▼▼▼

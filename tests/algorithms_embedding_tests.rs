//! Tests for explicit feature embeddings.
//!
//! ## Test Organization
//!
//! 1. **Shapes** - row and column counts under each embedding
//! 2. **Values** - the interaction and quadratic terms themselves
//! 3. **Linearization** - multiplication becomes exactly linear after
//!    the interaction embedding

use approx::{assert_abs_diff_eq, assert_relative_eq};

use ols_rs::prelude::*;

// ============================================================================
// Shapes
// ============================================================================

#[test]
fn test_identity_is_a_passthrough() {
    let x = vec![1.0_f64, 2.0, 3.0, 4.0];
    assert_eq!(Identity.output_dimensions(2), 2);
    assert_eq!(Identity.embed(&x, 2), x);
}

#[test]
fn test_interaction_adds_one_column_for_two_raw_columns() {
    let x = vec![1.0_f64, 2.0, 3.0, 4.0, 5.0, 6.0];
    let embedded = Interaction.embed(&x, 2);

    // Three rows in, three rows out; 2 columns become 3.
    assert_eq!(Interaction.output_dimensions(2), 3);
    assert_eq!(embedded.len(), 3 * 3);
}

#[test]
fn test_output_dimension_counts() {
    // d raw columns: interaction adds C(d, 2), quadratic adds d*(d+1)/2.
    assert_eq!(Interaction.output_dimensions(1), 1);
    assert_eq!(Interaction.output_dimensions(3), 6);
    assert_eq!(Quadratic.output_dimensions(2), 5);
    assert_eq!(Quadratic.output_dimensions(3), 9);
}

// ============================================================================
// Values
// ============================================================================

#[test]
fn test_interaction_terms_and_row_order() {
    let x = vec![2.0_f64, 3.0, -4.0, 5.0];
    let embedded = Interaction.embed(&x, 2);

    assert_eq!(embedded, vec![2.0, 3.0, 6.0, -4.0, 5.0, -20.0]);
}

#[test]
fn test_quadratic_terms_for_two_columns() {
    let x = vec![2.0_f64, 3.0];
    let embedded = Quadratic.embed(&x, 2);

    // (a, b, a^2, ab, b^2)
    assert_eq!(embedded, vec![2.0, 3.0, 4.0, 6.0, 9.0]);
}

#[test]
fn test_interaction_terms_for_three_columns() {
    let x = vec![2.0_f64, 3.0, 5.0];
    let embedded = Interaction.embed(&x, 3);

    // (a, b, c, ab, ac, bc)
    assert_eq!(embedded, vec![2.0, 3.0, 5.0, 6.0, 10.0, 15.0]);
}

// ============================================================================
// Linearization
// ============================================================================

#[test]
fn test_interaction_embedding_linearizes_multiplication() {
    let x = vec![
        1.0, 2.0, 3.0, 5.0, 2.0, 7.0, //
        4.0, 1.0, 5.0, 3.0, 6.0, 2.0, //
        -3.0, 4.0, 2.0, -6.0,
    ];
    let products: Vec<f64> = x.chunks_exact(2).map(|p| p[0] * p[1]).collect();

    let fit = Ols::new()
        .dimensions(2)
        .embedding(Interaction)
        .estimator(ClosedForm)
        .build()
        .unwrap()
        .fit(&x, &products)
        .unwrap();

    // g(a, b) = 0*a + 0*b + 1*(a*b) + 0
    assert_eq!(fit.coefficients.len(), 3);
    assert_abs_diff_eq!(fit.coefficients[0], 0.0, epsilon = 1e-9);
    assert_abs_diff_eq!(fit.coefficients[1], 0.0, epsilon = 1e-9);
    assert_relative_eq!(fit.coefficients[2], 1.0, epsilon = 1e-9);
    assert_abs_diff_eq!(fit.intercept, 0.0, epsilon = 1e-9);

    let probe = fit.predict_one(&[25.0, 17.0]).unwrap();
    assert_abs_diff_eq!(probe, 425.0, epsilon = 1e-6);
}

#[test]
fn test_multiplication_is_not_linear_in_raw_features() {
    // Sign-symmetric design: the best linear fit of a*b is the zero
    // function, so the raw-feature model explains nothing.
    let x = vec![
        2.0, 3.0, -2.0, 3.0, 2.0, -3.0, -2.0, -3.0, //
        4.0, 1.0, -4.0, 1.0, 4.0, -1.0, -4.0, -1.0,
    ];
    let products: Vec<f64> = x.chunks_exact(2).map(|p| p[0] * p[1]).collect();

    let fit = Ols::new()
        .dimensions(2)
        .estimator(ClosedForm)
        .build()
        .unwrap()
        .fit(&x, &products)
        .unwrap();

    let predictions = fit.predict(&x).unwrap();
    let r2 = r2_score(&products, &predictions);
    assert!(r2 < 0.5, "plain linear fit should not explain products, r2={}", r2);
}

▲▲▲
▼▼▼

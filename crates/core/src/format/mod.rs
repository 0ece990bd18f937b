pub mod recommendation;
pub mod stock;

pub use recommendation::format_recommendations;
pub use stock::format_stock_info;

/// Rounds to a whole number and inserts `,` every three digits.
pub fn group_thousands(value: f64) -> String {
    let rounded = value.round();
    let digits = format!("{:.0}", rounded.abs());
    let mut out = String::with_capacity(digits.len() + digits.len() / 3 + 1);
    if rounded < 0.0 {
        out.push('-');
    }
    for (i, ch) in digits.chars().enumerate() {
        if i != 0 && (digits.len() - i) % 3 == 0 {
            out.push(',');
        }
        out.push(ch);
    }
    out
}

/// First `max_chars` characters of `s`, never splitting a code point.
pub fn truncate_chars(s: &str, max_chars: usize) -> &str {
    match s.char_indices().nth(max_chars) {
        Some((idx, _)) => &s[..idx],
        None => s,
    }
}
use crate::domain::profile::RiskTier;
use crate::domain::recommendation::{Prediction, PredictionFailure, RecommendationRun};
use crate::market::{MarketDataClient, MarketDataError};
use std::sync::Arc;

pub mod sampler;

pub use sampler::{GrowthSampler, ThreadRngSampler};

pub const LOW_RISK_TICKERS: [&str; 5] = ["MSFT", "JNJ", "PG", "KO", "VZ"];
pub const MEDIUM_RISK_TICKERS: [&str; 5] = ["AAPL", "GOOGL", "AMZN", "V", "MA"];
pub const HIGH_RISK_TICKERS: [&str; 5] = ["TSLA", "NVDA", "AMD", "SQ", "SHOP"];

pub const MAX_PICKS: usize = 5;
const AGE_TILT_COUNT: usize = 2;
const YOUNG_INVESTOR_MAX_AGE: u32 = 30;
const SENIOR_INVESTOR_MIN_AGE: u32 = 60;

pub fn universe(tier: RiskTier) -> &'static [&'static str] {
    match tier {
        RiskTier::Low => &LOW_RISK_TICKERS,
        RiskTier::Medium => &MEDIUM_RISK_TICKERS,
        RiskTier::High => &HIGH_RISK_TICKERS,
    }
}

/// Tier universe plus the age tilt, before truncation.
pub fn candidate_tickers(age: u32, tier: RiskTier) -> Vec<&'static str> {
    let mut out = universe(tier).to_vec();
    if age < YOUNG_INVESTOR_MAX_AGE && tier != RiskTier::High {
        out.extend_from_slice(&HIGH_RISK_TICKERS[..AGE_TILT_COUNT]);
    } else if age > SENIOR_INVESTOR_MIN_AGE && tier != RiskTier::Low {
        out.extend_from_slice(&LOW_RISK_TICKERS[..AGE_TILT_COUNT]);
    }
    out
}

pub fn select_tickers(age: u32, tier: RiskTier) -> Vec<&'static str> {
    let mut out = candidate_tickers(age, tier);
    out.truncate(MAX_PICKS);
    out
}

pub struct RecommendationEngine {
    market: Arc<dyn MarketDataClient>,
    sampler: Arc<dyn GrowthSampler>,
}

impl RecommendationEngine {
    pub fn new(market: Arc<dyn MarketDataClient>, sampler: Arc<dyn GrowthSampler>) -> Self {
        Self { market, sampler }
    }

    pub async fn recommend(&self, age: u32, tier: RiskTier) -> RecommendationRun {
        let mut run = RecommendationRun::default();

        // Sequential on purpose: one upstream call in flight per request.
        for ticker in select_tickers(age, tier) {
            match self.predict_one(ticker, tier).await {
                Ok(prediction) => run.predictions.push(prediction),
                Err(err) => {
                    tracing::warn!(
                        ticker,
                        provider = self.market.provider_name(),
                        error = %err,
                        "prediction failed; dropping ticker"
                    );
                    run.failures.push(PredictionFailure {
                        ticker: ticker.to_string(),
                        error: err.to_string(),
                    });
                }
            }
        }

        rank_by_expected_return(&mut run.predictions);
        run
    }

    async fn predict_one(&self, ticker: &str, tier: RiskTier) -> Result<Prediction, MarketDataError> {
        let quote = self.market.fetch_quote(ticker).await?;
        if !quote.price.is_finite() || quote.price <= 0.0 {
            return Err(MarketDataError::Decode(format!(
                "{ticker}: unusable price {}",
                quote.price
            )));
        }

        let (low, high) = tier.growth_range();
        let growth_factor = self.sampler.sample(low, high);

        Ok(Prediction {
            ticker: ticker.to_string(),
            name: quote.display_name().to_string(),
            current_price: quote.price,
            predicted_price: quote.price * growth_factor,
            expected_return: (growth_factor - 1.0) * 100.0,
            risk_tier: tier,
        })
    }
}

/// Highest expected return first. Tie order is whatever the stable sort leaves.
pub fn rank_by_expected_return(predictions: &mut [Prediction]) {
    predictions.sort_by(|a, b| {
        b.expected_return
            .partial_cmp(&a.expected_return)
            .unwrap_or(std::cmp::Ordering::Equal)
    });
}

▲▲▲
▼▼▼

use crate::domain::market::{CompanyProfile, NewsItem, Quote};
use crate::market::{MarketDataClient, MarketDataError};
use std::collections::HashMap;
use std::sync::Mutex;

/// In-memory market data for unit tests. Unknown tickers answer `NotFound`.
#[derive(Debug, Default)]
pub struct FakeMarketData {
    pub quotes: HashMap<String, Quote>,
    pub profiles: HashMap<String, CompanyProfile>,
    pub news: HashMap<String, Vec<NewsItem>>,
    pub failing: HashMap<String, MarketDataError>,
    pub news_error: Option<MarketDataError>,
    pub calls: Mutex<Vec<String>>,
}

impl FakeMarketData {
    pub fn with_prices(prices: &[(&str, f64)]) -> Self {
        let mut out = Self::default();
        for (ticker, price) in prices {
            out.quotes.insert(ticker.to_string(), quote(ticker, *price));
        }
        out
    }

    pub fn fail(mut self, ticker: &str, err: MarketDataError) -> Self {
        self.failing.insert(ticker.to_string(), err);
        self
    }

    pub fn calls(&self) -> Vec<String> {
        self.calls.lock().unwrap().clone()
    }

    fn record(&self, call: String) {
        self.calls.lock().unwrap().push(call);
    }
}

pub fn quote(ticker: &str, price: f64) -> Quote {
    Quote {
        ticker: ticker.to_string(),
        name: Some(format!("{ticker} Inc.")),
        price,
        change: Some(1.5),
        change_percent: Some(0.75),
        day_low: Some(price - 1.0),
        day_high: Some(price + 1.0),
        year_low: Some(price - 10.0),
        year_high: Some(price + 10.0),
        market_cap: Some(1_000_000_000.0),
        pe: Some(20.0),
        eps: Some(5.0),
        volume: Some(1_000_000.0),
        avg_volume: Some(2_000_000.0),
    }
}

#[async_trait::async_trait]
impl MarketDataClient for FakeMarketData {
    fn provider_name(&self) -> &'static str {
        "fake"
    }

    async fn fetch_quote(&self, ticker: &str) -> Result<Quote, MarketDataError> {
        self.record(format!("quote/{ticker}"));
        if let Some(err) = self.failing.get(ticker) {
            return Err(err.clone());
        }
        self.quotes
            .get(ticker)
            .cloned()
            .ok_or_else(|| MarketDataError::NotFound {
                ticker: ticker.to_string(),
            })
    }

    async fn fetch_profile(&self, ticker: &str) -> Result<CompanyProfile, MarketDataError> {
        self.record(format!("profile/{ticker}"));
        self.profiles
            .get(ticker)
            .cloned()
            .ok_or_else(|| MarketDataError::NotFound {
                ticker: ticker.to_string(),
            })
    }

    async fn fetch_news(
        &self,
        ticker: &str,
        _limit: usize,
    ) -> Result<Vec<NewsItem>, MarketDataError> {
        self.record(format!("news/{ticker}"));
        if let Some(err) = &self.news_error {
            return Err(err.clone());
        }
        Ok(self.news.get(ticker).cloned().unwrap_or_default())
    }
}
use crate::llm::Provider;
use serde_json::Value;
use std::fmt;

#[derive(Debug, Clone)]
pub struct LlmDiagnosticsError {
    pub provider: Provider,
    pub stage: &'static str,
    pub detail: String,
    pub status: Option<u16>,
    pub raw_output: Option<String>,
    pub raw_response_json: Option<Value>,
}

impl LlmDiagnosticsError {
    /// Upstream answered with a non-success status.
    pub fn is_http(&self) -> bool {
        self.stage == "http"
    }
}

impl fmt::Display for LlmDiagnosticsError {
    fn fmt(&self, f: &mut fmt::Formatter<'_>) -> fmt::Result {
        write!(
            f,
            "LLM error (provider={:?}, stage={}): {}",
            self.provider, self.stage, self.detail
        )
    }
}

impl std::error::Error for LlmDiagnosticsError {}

▲▲▲

▸ What to do
Take the lines above from the one containing "#[async_trait::async_trait]" down to the one containing "impl std::error::Error for", and transcribe them exactly, both ends included.

▸ Solution to this exercise
#[async_trait::async_trait]
impl MarketDataClient for FakeMarketData {
    fn provider_name(&self) -> &'static str {
        "fake"
    }

    async fn fetch_quote(&self, ticker: &str) -> Result<Quote, MarketDataError> {
        self.record(format!("quote/{ticker}"));
        if let Some(err) = self.failing.get(ticker) {
            return Err(err.clone());
        }
        self.quotes
            .get(ticker)
            .cloned()
            .ok_or_else(|| MarketDataError::NotFound {
                ticker: ticker.to_string(),
            })
    }

    async fn fetch_profile(&self, ticker: &str) -> Result<CompanyProfile, MarketDataError> {
        self.record(format!("profile/{ticker}"));
        self.profiles
            .get(ticker)
            .cloned()
            .ok_or_else(|| MarketDataError::NotFound {
                ticker: ticker.to_string(),
            })
    }

    async fn fetch_news(
        &self,
        ticker: &str,
        _limit: usize,
    ) -> Result<Vec<NewsItem>, MarketDataError> {
        self.record(format!("news/{ticker}"));
        if let Some(err) = &self.news_error {
            return Err(err.clone());
        }
        Ok(self.news.get(ticker).cloned().unwrap_or_default())
    }
}
use crate::llm::Provider;
use serde_json::Value;
use std::fmt;

#[derive(Debug, Clone)]
pub struct LlmDiagnosticsError {
    pub provider: Provider,
    pub stage: &'static str,
    pub detail: String,
    pub status: Option<u16>,
    pub raw_output: Option<String>,
    pub raw_response_json: Option<Value>,
}

impl LlmDiagnosticsError {
    /// Upstream answered with a non-success status.
    pub fn is_http(&self) -> bool {
        self.stage == "http"
    }
}

impl fmt::Display for LlmDiagnosticsError {
    fn fmt(&self, f: &mut fmt::Formatter<'_>) -> fmt::Result {
        write!(
            f,
            "LLM error (provider={:?}, stage={}): {}",
            self.provider, self.stage, self.detail
        )
    }
}

impl std::error::Error for LlmDiagnosticsError {}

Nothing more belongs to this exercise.